═════ THE DATA ═════

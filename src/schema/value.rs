use crate::config::value_to_json;
use crate::error::{Result, WeaveError};
use crate::schema::types::Scalar;
use serde::de::DeserializeOwned;
use serde_json::{Map, Number, Value as Json};
use std::collections::BTreeMap;

/// A resolved enum member.
#[derive(Debug, Clone, PartialEq)]
pub struct EnumValue {
	pub enum_name: String,
	pub member: String,
	pub value: Scalar,
}

/// A value produced by schema coercion.
#[derive(Debug, Clone, PartialEq)]
pub enum Typed {
	None,
	Bool(bool),
	Int(i64),
	Float(f64),
	Str(String),
	Enum(EnumValue),
	List(Vec<Typed>),
	Map(BTreeMap<String, Typed>),
	/// Insertion ordered, without duplicates.
	Set(Vec<Typed>),
	Tuple(Vec<Typed>),
	Object(ConfigObject),
	/// Kept exactly as parsed.
	Raw(toml::Value),
}

impl Typed {
	pub fn is_none(&self) -> bool {
		matches!(self, Typed::None)
	}

	pub fn as_str(&self) -> Option<&str> {
		match self {
			Typed::Str(s) => Some(s),
			Typed::Raw(toml::Value::String(s)) => Some(s),
			_ => None,
		}
	}

	pub fn as_int(&self) -> Option<i64> {
		match self {
			Typed::Int(i) => Some(*i),
			Typed::Raw(toml::Value::Integer(i)) => Some(*i),
			_ => None,
		}
	}

	pub fn as_float(&self) -> Option<f64> {
		match self {
			Typed::Float(f) => Some(*f),
			Typed::Raw(toml::Value::Float(f)) => Some(*f),
			_ => None,
		}
	}

	pub fn as_bool(&self) -> Option<bool> {
		match self {
			Typed::Bool(b) => Some(*b),
			Typed::Raw(toml::Value::Boolean(b)) => Some(*b),
			_ => None,
		}
	}

	pub fn as_enum(&self) -> Option<&EnumValue> {
		match self {
			Typed::Enum(e) => Some(e),
			_ => None,
		}
	}

	pub fn as_object(&self) -> Option<&ConfigObject> {
		match self {
			Typed::Object(obj) => Some(obj),
			_ => None,
		}
	}

	/// Elements of a list, set or tuple.
	pub fn as_items(&self) -> Option<&[Typed]> {
		match self {
			Typed::List(items) | Typed::Set(items) | Typed::Tuple(items) => Some(items),
			_ => None,
		}
	}

	pub fn as_map(&self) -> Option<&BTreeMap<String, Typed>> {
		match self {
			Typed::Map(map) => Some(map),
			_ => None,
		}
	}

	/// Child addressed by a key or an index.
	pub fn child(&self, key: &str) -> Option<Typed> {
		match self {
			Typed::Object(obj) => obj.get(key).cloned(),
			Typed::Map(map) => map.get(key).cloned(),
			Typed::List(items) | Typed::Set(items) | Typed::Tuple(items) => {
				items.get(key.parse::<usize>().ok()?).cloned()
			}
			Typed::Raw(toml::Value::Table(table)) => table.get(key).cloned().map(Typed::Raw),
			Typed::Raw(toml::Value::Array(items)) => items
				.get(key.parse::<usize>().ok()?)
				.cloned()
				.map(Typed::Raw),
			_ => None,
		}
	}

	/// Plain JSON rendering. Enum members render as their value.
	pub fn to_json(&self) -> Json {
		match self {
			Typed::None => Json::Null,
			Typed::Bool(b) => Json::Bool(*b),
			Typed::Int(i) => Json::from(*i),
			Typed::Float(f) => float_json(*f),
			Typed::Str(s) => Json::String(s.clone()),
			Typed::Enum(e) => scalar_json(&e.value),
			Typed::List(items) | Typed::Set(items) | Typed::Tuple(items) => {
				Json::Array(items.iter().map(Typed::to_json).collect())
			}
			Typed::Map(map) => Json::Object(
				map.iter()
					.map(|(k, v)| (k.clone(), v.to_json()))
					.collect::<Map<_, _>>(),
			),
			Typed::Object(obj) => obj.as_json(),
			Typed::Raw(value) => value_to_json(value),
		}
	}
}

fn float_json(f: f64) -> Json {
	Number::from_f64(f).map(Json::Number).unwrap_or(Json::Null)
}

fn scalar_json(scalar: &Scalar) -> Json {
	match scalar {
		Scalar::Bool(b) => Json::Bool(*b),
		Scalar::Int(i) => Json::from(*i),
		Scalar::Float(f) => float_json(*f),
		Scalar::Str(s) => Json::String(s.clone()),
	}
}

impl From<bool> for Typed {
	fn from(value: bool) -> Self {
		Typed::Bool(value)
	}
}

impl From<i64> for Typed {
	fn from(value: i64) -> Self {
		Typed::Int(value)
	}
}

impl From<i32> for Typed {
	fn from(value: i32) -> Self {
		Typed::Int(value.into())
	}
}

impl From<f64> for Typed {
	fn from(value: f64) -> Self {
		Typed::Float(value)
	}
}

impl From<&str> for Typed {
	fn from(value: &str) -> Self {
		Typed::Str(value.to_string())
	}
}

impl From<String> for Typed {
	fn from(value: String) -> Self {
		Typed::Str(value)
	}
}

impl From<Scalar> for Typed {
	fn from(value: Scalar) -> Self {
		match value {
			Scalar::Bool(b) => Typed::Bool(b),
			Scalar::Int(i) => Typed::Int(i),
			Scalar::Float(f) => Typed::Float(f),
			Scalar::Str(s) => Typed::Str(s),
		}
	}
}

impl From<Vec<Typed>> for Typed {
	fn from(value: Vec<Typed>) -> Self {
		Typed::List(value)
	}
}

impl From<ConfigObject> for Typed {
	fn from(value: ConfigObject) -> Self {
		Typed::Object(value)
	}
}

/// A Config Object: a schema instance with every declared field populated,
/// in declaration order.
#[derive(Debug, Clone, PartialEq)]
pub struct ConfigObject {
	schema: String,
	fields: Vec<(String, Typed)>,
}

impl ConfigObject {
	pub(crate) fn new(schema: String, fields: Vec<(String, Typed)>) -> Self {
		ConfigObject { schema, fields }
	}

	/// Name of the schema this object was built from.
	pub fn schema_name(&self) -> &str {
		&self.schema
	}

	pub fn fields(&self) -> impl Iterator<Item = (&str, &Typed)> {
		self.fields.iter().map(|(k, v)| (k.as_str(), v))
	}

	pub fn get(&self, name: &str) -> Option<&Typed> {
		self.fields.iter().find(|(k, _)| k == name).map(|(_, v)| v)
	}

	pub fn str(&self, name: &str) -> Option<&str> {
		self.get(name).and_then(Typed::as_str)
	}

	pub fn int(&self, name: &str) -> Option<i64> {
		self.get(name).and_then(Typed::as_int)
	}

	pub fn float(&self, name: &str) -> Option<f64> {
		self.get(name).and_then(Typed::as_float)
	}

	pub fn bool(&self, name: &str) -> Option<bool> {
		self.get(name).and_then(Typed::as_bool)
	}

	pub fn object(&self, name: &str) -> Option<&ConfigObject> {
		self.get(name).and_then(Typed::as_object)
	}

	/// Walk a dotted path such as `database.hosts.0.name`.
	pub fn lookup(&self, path: &str) -> Option<Typed> {
		let mut segments = path.split('.');
		let mut current = self.get(segments.next()?)?.clone();
		for segment in segments {
			current = current.child(segment)?;
		}
		Some(current)
	}

	/// Recursive plain mapping of the object, nested objects included.
	pub fn as_json(&self) -> Json {
		Json::Object(
			self.fields
				.iter()
				.map(|(k, v)| (k.clone(), v.to_json()))
				.collect::<Map<_, _>>(),
		)
	}

	/// Deserialize the plain mapping into a serde type.
	pub fn deserialize<T: DeserializeOwned>(&self) -> Result<T> {
		serde_json::from_value(self.as_json()).map_err(WeaveError::Deserialize)
	}
}

#[cfg(test)]
mod tests {
	use super::*;
	use serde::Deserialize;
	use serde_json::json;

	fn sample() -> ConfigObject {
		let inner = ConfigObject::new(
			"Db".to_string(),
			vec![
				("host".to_string(), Typed::from("localhost")),
				("port".to_string(), Typed::Int(5432)),
			],
		);
		let mut tags = toml::Table::new();
		tags.insert("env".to_string(), toml::Value::String("prod".to_string()));

		ConfigObject::new(
			"App".to_string(),
			vec![
				("debug".to_string(), Typed::Bool(true)),
				("ratio".to_string(), Typed::Float(0.5)),
				("db".to_string(), Typed::Object(inner)),
				(
					"ports".to_string(),
					Typed::List(vec![Typed::Int(80), Typed::Int(443)]),
				),
				("tags".to_string(), Typed::Raw(toml::Value::Table(tags))),
				("missing".to_string(), Typed::None),
			],
		)
	}

	#[test]
	fn test_accessors() {
		let obj = sample();
		assert_eq!(obj.bool("debug"), Some(true));
		assert_eq!(obj.float("ratio"), Some(0.5));
		assert_eq!(obj.object("db").and_then(|db| db.str("host")), Some("localhost"));
		assert_eq!(obj.int("debug"), None);
		assert!(obj.get("missing").is_some_and(Typed::is_none));
		assert!(obj.get("nope").is_none());
	}

	#[test]
	fn test_lookup() {
		let obj = sample();
		assert_eq!(obj.lookup("db.port"), Some(Typed::Int(5432)));
		assert_eq!(obj.lookup("ports.1"), Some(Typed::Int(443)));
		assert_eq!(obj.lookup("tags.env").as_ref().and_then(Typed::as_str), Some("prod"));
		assert_eq!(obj.lookup("db.nope"), None);
		assert_eq!(obj.lookup("ports.9"), None);
	}

	#[test]
	fn test_as_json() {
		assert_eq!(
			sample().as_json(),
			json!({
				"debug": true,
				"ratio": 0.5,
				"db": {"host": "localhost", "port": 5432},
				"ports": [80, 443],
				"tags": {"env": "prod"},
				"missing": null,
			})
		);
	}

	#[test]
	fn test_enum_renders_value() {
		let value = Typed::Enum(EnumValue {
			enum_name: "Level".to_string(),
			member: "HIGH".to_string(),
			value: Scalar::Int(3),
		});
		assert_eq!(value.to_json(), json!(3));
	}

	#[test]
	fn test_deserialize() {
		#[derive(Debug, Deserialize)]
		struct Db {
			host: String,
			port: u16,
		}

		#[derive(Debug, Deserialize)]
		struct App {
			debug: bool,
			db: Db,
			ports: Vec<u16>,
		}

		let app: App = sample().deserialize().unwrap();
		assert!(app.debug);
		assert_eq!(app.db.host, "localhost");
		assert_eq!(app.db.port, 5432);
		assert_eq!(app.ports, vec![80, 443]);
	}

	#[test]
	fn test_deserialize_error() {
		#[derive(Debug, Deserialize)]
		#[allow(dead_code)]
		struct Wrong {
			debug: String,
		}

		let err = sample().deserialize::<Wrong>().unwrap_err();
		assert!(matches!(err, WeaveError::Deserialize(_)));
	}
}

═════

* _ASSIGNMENT_: Both the line containing "pub fn get(&self, name: &str)" and the line containing "pub fn int(&self, name: &str)" belong in the answer. Print them and every line above that falls between them exactly, and no others.

* _RESPONSE BELOW_:
	pub fn get(&self, name: &str) -> Option<&Typed> {
		self.fields.iter().find(|(k, _)| k == name).map(|(_, v)| v)
	}

	pub fn str(&self, name: &str) -> Option<&str> {
		self.get(name).and_then(Typed::as_str)
	}

	pub fn int(&self, name: &str) -> Option<i64> {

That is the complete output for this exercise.